Можно подумать, будто вторая иллюзия создана процессом того же рода, что и первая: разновидностью дарвиновского отбора, но на более высоком уровне. Согласно этим ложным представлениям, выживают именно те экосистемы, части которых (виды) оказываются в гармонии друг с другом, точно так же, как, согласно классическому дарвинизму, выживают именно те организмы, части тела которых (органы и клетки) гармонично взаимодействуют, обеспечивая их выживание. Я полагаю, что эта теория ошибочна. Экосистемы, как и организмы, действительно кажутся гармоничными плодами замысла, и эта видимость замысла — действительно иллюзия. Но на этом сходство кончается. Эта иллюзия другого рода, вызываемая другим процессом. Лучшие экологи, такие как Кроз и Ридер, это понимают.
Дарвинизм входит в этот процесс, но он не прыгает через уровни. Гены по-прежнему выживают (или не выживают) в пределах генофондов видов, в зависимости от их воздействия на выживание и размножение отдельных организмов, которые их содержат. Иллюзия гармонии на более высоком уровне — непрямое следствие избирательного воспроизводства особей. В рамках любого вида животных или растений лучше всего выживают те особи, которые умеют пользоваться в своих интересах остальными животными и растениями, бактериями и грибами, уже преуспевающими в данной среде. Как давно понял Адам Смит, иллюзорная гармония и реальная эффективность будут возникать в экономике, на нижнем уровне которой господствуют собственнические интересы. Хорошо сбалансированная экосистема — это экономика, а не адаптация.
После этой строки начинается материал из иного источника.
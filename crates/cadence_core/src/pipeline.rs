//! # Packet Interception Pipeline
//!
//! Every protocol message passes here before it reaches its destination.
//!
//! ```text
//! message ──> Intercept(origin)  interceptors, first non-Pass wins
//!         ──> Packet(origin)     observers and OnEvent waits see the final decision
//!         ──> Pass    -> returned to the caller
//!             Cancel  -> dropped
//!             Queue   -> origin queue ──flush──> MessageSink (FIFO)
//! ```
//!
//! Until the host sets a sink for an origin, released messages go to a
//! built-in [`ReleaseBuffer`] and are kept there until taken.
//!
//! An origin queue is released as a whole, never partially, so a check made
//! during one tick sees either every held message or none of them.

use std::collections::VecDeque;
use std::sync::Arc;

use cadence_shared::{Action, Message, Origin, OwnerId, Tick};
use parking_lot::{Mutex, RwLock};
use tracing::{debug, trace};

use crate::config::PipelineConfig;
use crate::error::HandlerResult;
use crate::event::Event;
use crate::owner::OwnerRegistry;
use crate::runtime::Runtime;

/// Destination of released messages.
pub trait MessageSink: Send + Sync {
    /// Receives one released message.
    fn deliver(&self, origin: Origin, message: Message);
}

/// Sink that keeps released messages until they are taken.
#[derive(Default)]
pub struct ReleaseBuffer {
    released: Mutex<Vec<(Origin, Message)>>,
}

impl ReleaseBuffer {
    /// Creates an empty buffer.
    #[must_use]
    pub fn new() -> Self {
        Self::default()
    }

    /// Takes everything released so far, in release order.
    pub fn take(&self) -> Vec<(Origin, Message)> {
        std::mem::take(&mut *self.released.lock())
    }

    /// Number of buffered messages.
    #[must_use]
    pub fn len(&self) -> usize {
        self.released.lock().len()
    }

    /// Returns true if nothing is buffered.
    #[must_use]
    pub fn is_empty(&self) -> bool {
        self.released.lock().is_empty()
    }
}

impl MessageSink for ReleaseBuffer {
    fn deliver(&self, origin: Origin, message: Message) {
        self.released.lock().push((origin, message));
    }
}

/// A message held by the pipeline.
#[derive(Clone, Debug)]
pub struct QueuedMessage {
    /// The held message.
    pub message: Message,
    /// Its direction.
    pub origin: Origin,
    /// Tick it was queued on.
    pub enqueued_at: Tick,
    /// Owner of the interceptor that queued it.
    pub holder: Option<OwnerId>,
}

/// What happened to a message.
#[derive(Clone, Debug, PartialEq, Eq)]
pub enum Verdict {
    /// Forward it now.
    Pass(Message),
    /// Dropped permanently.
    Cancelled,
    /// Held until its origin is flushed.
    Queued,
}

impl Verdict {
    /// The message to forward, if it passed.
    #[must_use]
    pub fn into_passed(self) -> Option<Message> {
        match self {
            Self::Pass(message) => Some(message),
            Self::Cancelled | Self::Queued => None,
        }
    }
}

/// Inbound/outbound interception with per-origin hold queues.
pub struct PacketPipeline {
    queues: [Mutex<VecDeque<QueuedMessage>>; 2],
    sinks: [RwLock<Arc<dyn MessageSink>>; 2],
    unclaimed: Arc<ReleaseBuffer>,
    config: PipelineConfig,
}

impl PacketPipeline {
    /// Creates a pipeline with empty queues. Both origins release into the
    /// built-in buffer until a sink is set.
    #[must_use]
    pub fn new(config: PipelineConfig) -> Self {
        let capacity = config.queue_capacity;
        let queue = || Mutex::new(VecDeque::with_capacity(capacity));
        let unclaimed = Arc::new(ReleaseBuffer::new());
        let sink = || RwLock::new(Arc::clone(&unclaimed) as Arc<dyn MessageSink>);
        Self {
            queues: [queue(), queue()],
            sinks: [sink(), sink()],
            unclaimed: Arc::clone(&unclaimed),
            config,
        }
    }

    /// Sets the destination of released messages for one origin. Messages
    /// already in the built-in buffer stay there.
    pub fn set_sink(&self, origin: Origin, sink: Arc<dyn MessageSink>) {
        *self.sinks[origin.index()].write() = sink;
    }

    /// Takes the messages released while no sink was set, in release order.
    pub fn take_unclaimed(&self) -> Vec<(Origin, Message)> {
        self.unclaimed.take()
    }

    /// Runs one message through interceptors and observers.
    pub(crate) fn evaluate(&self, rt: &Runtime, origin: Origin, message: Message) -> Verdict {
        let mut intercept = Event::intercept(origin, message.clone());
        rt.publish_in_place(&mut intercept);
        let decision = intercept.decision();

        let mut observed = Event::packet(origin, message.clone(), decision);
        rt.publish_in_place(&mut observed);

        match decision {
            Action::Pass => Verdict::Pass(message),
            Action::Cancel => {
                trace!(%origin, packet_id = message.packet_id, owner = ?intercept.decided_by(), "message cancelled");
                Verdict::Cancelled
            }
            Action::Queue => {
                self.enqueue(QueuedMessage {
                    message,
                    origin,
                    enqueued_at: rt.tick(),
                    holder: intercept.decided_by(),
                });
                Verdict::Queued
            }
        }
    }

    fn enqueue(&self, queued: QueuedMessage) {
        let origin = queued.origin;
        let full = {
            let queue = self.queues[origin.index()].lock();
            self.config.queue_capacity > 0 && queue.len() >= self.config.queue_capacity
        };
        if full {
            debug!(%origin, capacity = self.config.queue_capacity, "queue full, releasing");
            self.flush(origin);
        }
        trace!(%origin, packet_id = queued.message.packet_id, "message queued");
        self.queues[origin.index()].lock().push_back(queued);
    }

    /// Releases every held message of an origin to its sink, oldest first.
    /// Returns how many were released; `0` when the queue was empty.
    pub fn flush(&self, origin: Origin) -> usize {
        let released: Vec<QueuedMessage> = self.queues[origin.index()].lock().drain(..).collect();
        if released.is_empty() {
            return 0;
        }
        let count = released.len();
        let sink = Arc::clone(&*self.sinks[origin.index()].read());
        for queued in released {
            sink.deliver(origin, queued.message);
        }
        debug!(%origin, count, "queue flushed");
        count
    }

    /// End-of-tick check: releases an origin whose holder was disabled or
    /// whose oldest message outlived `max_hold_ticks`.
    pub(crate) fn release_lapsed(&self, owners: &OwnerRegistry, now: Tick) -> usize {
        let mut released = 0;
        for origin in Origin::ALL {
            let reason = {
                let queue = self.queues[origin.index()].lock();
                let Some(oldest) = queue.front() else {
                    continue;
                };
                let max_hold = u64::from(self.config.max_hold_ticks);
                if queue
                    .iter()
                    .any(|q| q.holder.is_some_and(|holder| !owners.is_enabled(holder)))
                {
                    Some("holder disabled")
                } else if max_hold > 0 && now.since(oldest.enqueued_at) >= max_hold {
                    Some("hold lapsed")
                } else {
                    None
                }
            };
            if let Some(reason) = reason {
                debug!(%origin, %now, reason, "releasing held messages");
                released += self.flush(origin);
            }
        }
        released
    }

    /// Number of held messages for an origin.
    #[must_use]
    pub fn queued(&self, origin: Origin) -> usize {
        self.queues[origin.index()].lock().len()
    }

    /// Snapshot of the held messages of an origin, oldest first.
    #[must_use]
    pub fn held(&self, origin: Origin) -> Vec<QueuedMessage> {
        self.queues[origin.index()].lock().iter().cloned().collect()
    }
}

/// Adapts an interceptor into an `Intercept` event handler.
pub(crate) fn interceptor_handler<F>(
    owner: OwnerId,
    mut interceptor: F,
) -> impl FnMut(&mut Event, &Runtime) -> HandlerResult + Send + 'static
where
    F: FnMut(&Message, &Runtime) -> HandlerResult<Action> + Send + 'static,
{
    move |event, rt| {
        let Some(message) = event.message() else {
            return Ok(());
        };
        let action = interceptor(message, rt)?;
        if action != Action::Pass {
            event.decide(action, owner);
        }
        Ok(())
    }
}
Растения преуспевают, преследуя собственные интересы, а не интересы растительноядных животных. Но благодаря преуспеванию растений открывается ниша для растительноядных, и они ее занимают. Утверждают, будто травам полезно, чтобы на них паслись травоядные. На самом деле ситуация интереснее. Ни одно отдельно взятое растение не получает выгоды непосредственно от его поедания как такового. Но растение, которое страдает от поедания лишь немного, побеждает в конкурентной борьбе с растением-соперни-ком, которое страдает сильнее. Поэтому успешные травы получали непрямую выгоду от присутствия травоядных. А травоядные, разумеется, получают выгоду от присутствия трав. Так и формируются пастбища как гармоничные сообщества более или менее совместимых трав и травоядных. Кажется, они сотрудничают друг с другом. В некотором смысле это так. То же относится к другим африканским сообществам, о которых подробно рассказывают Кроз и Ридер.